A: I was taught years ago that if it has been approximately one to two years from the onset of a stroke, it is likely that patients have reached their potential for arm function. Since being Saebo-trained, I have realized that this is not the case and people years post-stroke can still make functional gains with an established program.
Q: Are there other areas of interest for you as an OT, either clinically or educationally, that you plan to pursue?
A: Taking an Advanced Saebo course.
Q: What are the greatest challenges you face as an occupational therapist?
A: Completing the necessary documents required in a timely manner due to most treatments requiring hands-on focus.
Q: What do you like most about your job? What do you dislike most?
A: I like the great co-workers in our facility helping one another in various capacities. I dislike working holidays and weekends.
Q: Are there any research projects you would like to be involved with?
A: I am not currently involved in any research projects, but hope to perform a small study on Saebo effectiveness within our organization.
Q: Do you feel that the role of occupational therapists has changed over recent years?
A: Yes, it has changed for all disciplines across the board. Now, so much is being emphasized by funding sources in getting a person out of acute care so quickly, that we are seeing rehab patients more ill and also being told that length of stay needs to be limited in acute rehab more so than in the past. Outpatient benefits for many are then limited or co-pays are too high for most to afford, so individuals now are not receiving the much needed visits from OT, PT or ST that they once were.

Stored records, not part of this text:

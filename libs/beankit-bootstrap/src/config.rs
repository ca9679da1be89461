use anyhow::{Context, Result};
use beankit::{BootstrapArgs, ContextHandle};
use serde::{Deserialize, Serialize};
use std::collections::{HashMap, HashSet};
use std::path::{Path, PathBuf};

/// Environment prefix for layered overrides, e.g. `BEANKIT__HOME_DIR=/srv/app`.
pub const ENV_PREFIX: &str = "BEANKIT__";

/// Application configuration: where relative paths are anchored, how to log,
/// and which contexts to bootstrap.
#[derive(Debug, Clone, Deserialize, Serialize)]
#[serde(deny_unknown_fields)]
pub struct AppConfig {
    /// Base directory for relative locations and log files.
    /// Empty means "directory of the config file" (or the working directory).
    #[serde(default)]
    pub home_dir: String,
    /// Logging configuration (optional, uses defaults if None).
    pub logging: Option<LoggingConfig>,
    /// Contexts in construction order; parents must be declared before children.
    #[serde(default)]
    pub contexts: Vec<ContextConfig>,
}

/// One context to bootstrap.
#[derive(Debug, Clone, Default, PartialEq, Deserialize, Serialize)]
#[serde(deny_unknown_fields)]
pub struct ContextConfig {
    #[serde(default)]
    pub name: Option<String>,
    /// Name of a context declared earlier in the list.
    #[serde(default)]
    pub parent: Option<String>,
    #[serde(default)]
    pub locations: Vec<String>,
    #[serde(default)]
    pub case_sensitive: Option<bool>,
    #[serde(default)]
    pub refresh: bool,
}

impl ContextConfig {
    /// Translate into bootstrap args; the parent name must already be resolved to a handle.
    pub fn to_bootstrap_args(&self, parent: Option<ContextHandle>) -> BootstrapArgs {
        let mut args = BootstrapArgs::new();
        args.set_configuration_locations(self.locations.iter().cloned());
        if let Some(name) = &self.name {
            args.set_name(name.clone());
        }
        if let Some(cs) = self.case_sensitive {
            args.set_case_sensitive(cs);
        }
        args.set_parent_context(parent);
        args.set_refresh(self.refresh);
        args
    }
}

/// Logging configuration - maps subsystem (target prefix) names to their settings.
/// Key "default" is the catch-all for logs that don't match explicit subsystems.
pub type LoggingConfig = HashMap<String, Section>;

#[derive(Debug, Clone, Serialize, Deserialize)]
#[serde(deny_unknown_fields)]
pub struct Section {
    /// "trace" | "debug" | "info" | "warn" | "error" | "off"
    pub console_level: String,
    /// Log file path, relative paths resolve against `home_dir`. Empty disables file output.
    #[serde(default)]
    pub file: String,
    #[serde(default)]
    pub file_level: String,
    #[serde(default)]
    pub max_backups: Option<usize>,
    #[serde(default)]
    pub max_size_mb: Option<u64>,
}

/// Create a default logging configuration.
pub fn default_logging_config() -> LoggingConfig {
    let mut logging = HashMap::new();
    logging.insert(
        "default".to_string(),
        Section {
            console_level: "info".to_string(),
            file: String::new(),
            file_level: "debug".to_string(),
            max_backups: Some(3),
            max_size_mb: Some(100),
        },
    );
    logging
}

impl Default for AppConfig {
    fn default() -> Self {
        Self {
            home_dir: String::new(),
            logging: Some(default_logging_config()),
            contexts: Vec::new(),
        }
    }
}

/// Structural problems in the `contexts` list.
#[derive(Debug, thiserror::Error, PartialEq)]
pub enum ConfigError {
    #[error("context name '{0}' is declared more than once")]
    DuplicateContextName(String),
    #[error("context #{index} names parent '{parent}', which is not declared before it")]
    UnknownParent { index: usize, parent: String },
}

impl AppConfig {
    /// Load configuration with layered loading: defaults → YAML file → environment variables.
    /// Resolves `home_dir` against the config file's directory and validates the context list.
    pub fn load_layered<P: AsRef<Path>>(config_path: P) -> Result<Self> {
        use figment::{
            providers::{Env, Format, Serialized, Yaml},
            Figment,
        };

        let config_path = config_path.as_ref();

        // Optional sections stay None unless YAML/ENV provide them.
        let base = AppConfig {
            home_dir: String::new(),
            logging: None,
            contexts: Vec::new(),
        };

        let figment = Figment::new()
            .merge(Serialized::defaults(base))
            .merge(Yaml::file(config_path))
            // Example: BEANKIT__HOME_DIR=/srv/app maps to home_dir
            .merge(Env::prefixed(ENV_PREFIX).split("__"));

        let mut config: AppConfig = figment
            .extract()
            .with_context(|| format!("Failed to load config from {}", config_path.display()))?;

        let anchor = config_path
            .parent()
            .map(Path::to_path_buf)
            .unwrap_or_default();
        config.normalize_home_dir(&anchor)?;
        config.validate()?;
        Ok(config)
    }

    /// Load configuration from file or fall back to defaults anchored at the working directory.
    pub fn load_or_default<P: AsRef<Path>>(config_path: Option<P>) -> Result<Self> {
        match config_path {
            Some(path) => Self::load_layered(path),
            None => {
                let mut c = Self::default();
                let cwd = std::env::current_dir().context("Failed to read working directory")?;
                c.normalize_home_dir(&cwd)?;
                Ok(c)
            }
        }
    }

    /// Serialize configuration to YAML.
    pub fn to_yaml(&self) -> Result<String> {
        serde_yaml::to_string(self).context("Failed to serialize config to YAML")
    }

    pub fn home_dir(&self) -> &Path {
        Path::new(&self.home_dir)
    }

    /// Apply overrides from command line arguments.
    pub fn apply_cli_overrides(&mut self, args: &CliArgs) {
        let logging = self.logging.get_or_insert_with(default_logging_config);
        if let Some(default_section) = logging.get_mut("default") {
            default_section.console_level = match args.verbose {
                0 => default_section.console_level.clone(), // keep
                1 => "debug".to_string(),
                _ => "trace".to_string(),
            };
        }
    }

    /// Context names are unique; a parent must be declared before its children.
    pub fn validate(&self) -> Result<(), ConfigError> {
        let mut declared = HashSet::new();
        for (index, ctx) in self.contexts.iter().enumerate() {
            if let Some(parent) = &ctx.parent {
                if !declared.contains(parent.as_str()) {
                    return Err(ConfigError::UnknownParent {
                        index,
                        parent: parent.clone(),
                    });
                }
            }
            if let Some(name) = &ctx.name {
                if !declared.insert(name.as_str()) {
                    return Err(ConfigError::DuplicateContextName(name.clone()));
                }
            }
        }
        Ok(())
    }

    /// Make `home_dir` absolute: empty → `anchor`, relative → `anchor/home_dir`.
    fn normalize_home_dir(&mut self, anchor: &Path) -> Result<()> {
        let raw = self.home_dir.trim();
        let resolved: PathBuf = if raw.is_empty() {
            anchor.to_path_buf()
        } else if Path::new(raw).is_absolute() {
            PathBuf::from(raw)
        } else {
            anchor.join(raw)
        };
        let resolved = if resolved.is_absolute() {
            resolved
        } else {
            std::env::current_dir()
                .context("Failed to read working directory")?
                .join(resolved)
        };
        self.home_dir = resolved.to_string_lossy().to_string();
        Ok(())
    }
}

/// Command line settings that feed into the loaded configuration.
#[derive(Debug, Clone, Default)]
pub struct CliArgs {
    /// `-v` count: 1 raises the console to debug, 2+ to trace.
    pub verbose: u8,
}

It is a change in how we are able to provide services in some cases, as instead of more time to focus on the rehabilitative phase of increasing strength/ROM/function, we are many times shifting to a more compensatory phase of teaching patients or caregivers to do in other ways through adaptive methods. This is not always the best since individuals do not get the proper time to recover effectively and to their utmost potential, and many do not have a caregiver available as most families have jobs to maintain in order to have healthcare for themselves.
Additionally, funding sources have limited co-treatments to not include minutes with the patient, which was a better, more effective way to treat those individuals that are low level.
Q: What do you feel is of the greatest concern to OTs today?
A: Financial concerns with governmental capping. It is unfortunate that funding sources are imposing limits to improving function.
Q: What is the most rewarding part of your job?
A: Seeing someone move his/her hand for the first time after you have utilized facilitory techniques/modalities to do so.
Q: What is the most important thing you've learned over the course of your career?
A: Be flexible: the schedule usually changes through the day or a patient may not be able to or want to do what you have planned for that particular session. Always have the "Plan B, C & D."
Q: What advice do you have for others thinking of entering occupational therapy?
A: Time management is key! Find a way to plan ahead for having several ideas for working with each patient, an organized daily plan for what needs to be completed i.e. documentation/ordering of equipment, meetings with the team, etc.
Q: How has working as an OT allowed you to grow professionally?
A: I have learned to be more organized, flexible and not "sweat the small stuff!"
Q: If you could sum up your job in one word, what would it be and why?
A: Rewarding! It is always nice to wake up and go to work each day knowing that you will strive to make someone's life more meaningful.